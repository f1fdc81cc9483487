//! Integration tests for the shopbag binary.
//!
//! Each test runs with `XDG_CONFIG_HOME` pointed at a temporary directory so a
//! user's own config file never leaks in.

use std::fs;
use std::path::{Path, PathBuf};

use assert_cmd::Command;
use predicates::prelude::*;
use tempfile::TempDir;

fn fixture(name: &str) -> PathBuf {
    PathBuf::from(env!("CARGO_MANIFEST_DIR"))
        .join("../shopbag-core/tests/fixtures")
        .join(name)
}

fn shopbag(config_home: &Path) -> Command {
    let mut cmd = Command::cargo_bin("shopbag").expect("binary should build");
    cmd.env("XDG_CONFIG_HOME", config_home);
    cmd
}

#[test]
fn test_process_json() {
    let home = TempDir::new().unwrap();

    shopbag(home.path())
        .arg("process")
        .arg(fixture("mart.json"))
        .assert()
        .success()
        .stdout(predicate::str::contains(r#""merchant":"MART""#))
        .stdout(predicate::str::contains(r#""date":"2024-06-15""#))
        .stdout(predicate::str::contains(r#""total":"23.50""#))
        .stdout(predicate::str::contains(r#""unitPrice":"2.00""#));
}

#[test]
fn test_process_textract_csv() {
    let home = TempDir::new().unwrap();

    shopbag(home.path())
        .args(["process", "--format", "csv"])
        .arg(fixture("textract_market.json"))
        .assert()
        .success()
        .stdout(predicate::str::contains(
            "merchant,date,total,currency,item_index,name,quantity,price,unit_price",
        ))
        .stdout(predicate::str::contains(
            "FRUTAS GARCIA S.L.,2023-11-03,7.87,EUR,0,PLATANO CANARIAS,1.235,3.08,2.49",
        ));
}

#[test]
fn test_process_to_file() {
    let home = TempDir::new().unwrap();
    let out = TempDir::new().unwrap();
    let output_path = out.path().join("receipt.txt");

    shopbag(home.path())
        .args(["process", "-f", "text", "-o"])
        .arg(&output_path)
        .arg(fixture("mart.json"))
        .assert()
        .success()
        .stdout(predicate::str::contains("Output written to"));

    let content = fs::read_to_string(&output_path).unwrap();
    assert!(content.contains("Merchant: MART"));
    assert!(content.contains("Total:    23.50 EUR"));
}

#[test]
fn test_process_failure_reports_item() {
    let home = TempDir::new().unwrap();

    shopbag(home.path())
        .arg("process")
        .arg(fixture("missing_price.json"))
        .assert()
        .failure()
        .stdout(predicate::str::is_empty())
        .stderr(predicate::str::contains("could not analyze receipt"))
        .stderr(predicate::str::contains("item #1: empty price"));
}

#[test]
fn test_process_missing_file() {
    let home = TempDir::new().unwrap();

    shopbag(home.path())
        .args(["process", "does-not-exist.json"])
        .assert()
        .failure()
        .stderr(predicate::str::contains("Input file not found"));
}

#[test]
fn test_process_uses_config_pivot() {
    let home = TempDir::new().unwrap();
    let dir = TempDir::new().unwrap();

    let input = dir.path().join("short_year.json");
    fs::write(
        &input,
        r#"{
            "summaryFields": [
                {"label": "VENDOR_NAME", "text": "MART"},
                {"label": "INVOICE_RECEIPT_DATE", "text": "15.06.60"},
                {"label": "TOTAL", "text": "1,00"}
            ],
            "lineItemGroups": []
        }"#,
    )
    .unwrap();

    let config = dir.path().join("config.json");
    fs::write(&config, r#"{"extraction": {"two_digit_year_pivot": 50}}"#).unwrap();

    shopbag(home.path())
        .arg("process")
        .arg(&input)
        .assert()
        .success()
        .stdout(predicate::str::contains(r#""date":"2060-06-15""#));

    shopbag(home.path())
        .arg("-c")
        .arg(&config)
        .arg("process")
        .arg(&input)
        .assert()
        .success()
        .stdout(predicate::str::contains(r#""date":"1960-06-15""#));
}

#[test]
fn test_batch_with_summary() {
    let home = TempDir::new().unwrap();
    let input = TempDir::new().unwrap();
    let out = TempDir::new().unwrap();

    for name in ["mart.json", "textract_market.json", "missing_price.json"] {
        fs::copy(fixture(name), input.path().join(name)).unwrap();
    }
    let pattern = format!("{}/*.json", input.path().display());

    shopbag(home.path())
        .args(["batch", &pattern, "--summary", "--continue-on-error", "-j", "2", "-o"])
        .arg(out.path())
        .assert()
        .success()
        .stdout(predicate::str::contains("2 successful, 1 failed"));

    assert!(out.path().join("mart.json").exists());
    assert!(out.path().join("textract_market.json").exists());
    assert!(!out.path().join("missing_price.json").exists());

    let summary = fs::read_to_string(out.path().join("summary.csv")).unwrap();
    assert!(summary.contains("mart.json,success,MART,2024-06-15,23.50,EUR,2,"));
    assert!(summary.contains("missing_price.json,error,"));
    assert!(summary.contains("item #1: empty price"));
}

#[test]
fn test_batch_stops_on_error() {
    let home = TempDir::new().unwrap();
    let input = TempDir::new().unwrap();

    fs::copy(fixture("missing_price.json"), input.path().join("missing_price.json")).unwrap();
    let pattern = format!("{}/*.json", input.path().display());

    shopbag(home.path())
        .args(["batch", &pattern])
        .assert()
        .failure()
        .stderr(predicate::str::contains("Processing failed"));
}

#[test]
fn test_batch_reports_duplicates() {
    let home = TempDir::new().unwrap();
    let input = TempDir::new().unwrap();

    fs::copy(fixture("mart.json"), input.path().join("a.json")).unwrap();
    fs::copy(fixture("mart.json"), input.path().join("b.json")).unwrap();
    let pattern = format!("{}/*.json", input.path().display());

    shopbag(home.path())
        .args(["batch", &pattern])
        .assert()
        .success()
        .stdout(predicate::str::contains("Possible duplicates:"));
}

#[test]
fn test_config_path_and_init() {
    let home = TempDir::new().unwrap();

    shopbag(home.path())
        .args(["config", "path"])
        .assert()
        .success()
        .stdout(predicate::str::contains("shopbag"))
        .stdout(predicate::str::contains("not created"));

    shopbag(home.path())
        .args(["config", "init"])
        .assert()
        .success();
    assert!(home.path().join("shopbag/config.json").exists());

    shopbag(home.path())
        .args(["config", "set", "extraction.two_digit_year_pivot", "50"])
        .assert()
        .success();

    shopbag(home.path())
        .args(["config", "get", "extraction.two_digit_year_pivot"])
        .assert()
        .success()
        .stdout(predicate::str::contains("50"));
}

#[test]
fn test_config_set_rejects_bad_pivot() {
    let home = TempDir::new().unwrap();

    shopbag(home.path())
        .args(["config", "set", "extraction.two_digit_year_pivot", "150"])
        .assert()
        .failure()
        .stderr(predicate::str::contains("two_digit_year_pivot"));
}

#[test]
fn test_config_unknown_key_and_bad_value() {
    let home = TempDir::new().unwrap();

    shopbag(home.path())
        .args(["config", "set", "extraction.pivot", "50"])
        .assert()
        .failure()
        .stderr(predicate::str::contains("Unknown configuration key: extraction.pivot"))
        .stderr(predicate::str::contains("extraction.two_digit_year_pivot"));

    shopbag(home.path())
        .args(["config", "get", "output.colour"])
        .assert()
        .failure()
        .stderr(predicate::str::contains("Unknown configuration key: output.colour"));

    shopbag(home.path())
        .args(["config", "set", "output.format", "yaml"])
        .assert()
        .failure()
        .stderr(predicate::str::contains("Invalid value \"yaml\" for output.format"));
}

#[test]
fn test_process_rejects_unpadded_date() {
    let home = TempDir::new().unwrap();
    let dir = TempDir::new().unwrap();

    let input = dir.path().join("unpadded.json");
    fs::write(
        &input,
        r#"{
            "summaryFields": [
                {"label": "VENDOR_NAME", "text": "MART"},
                {"label": "INVOICE_RECEIPT_DATE", "text": "1.2.23"},
                {"label": "TOTAL", "text": "1,00"}
            ],
            "lineItemGroups": []
        }"#,
    )
    .unwrap();

    shopbag(home.path())
        .arg("process")
        .arg(&input)
        .assert()
        .failure()
        .stderr(predicate::str::contains("does not match layout dd.mm.yy"));
}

### Task details
Starting at the first line of the records above, please copy each line exactly until you reach the line containing "let mut cmd". Include that line and stop there.

### Response box
repository f1fdc81cc9483487
//! Integration tests for the shopbag binary.
//!
//! Each test runs with `XDG_CONFIG_HOME` pointed at a temporary directory so a
//! user's own config file never leaks in.

use std::fs;
use std::path::{Path, PathBuf};

use assert_cmd::Command;
use predicates::prelude::*;
use tempfile::TempDir;

fn fixture(name: &str) -> PathBuf {
    PathBuf::from(env!("CARGO_MANIFEST_DIR"))
        .join("../shopbag-core/tests/fixtures")
        .join(name)
}

fn shopbag(config_home: &Path) -> Command {
    let mut cmd = Command::cargo_bin("shopbag").expect("binary should build");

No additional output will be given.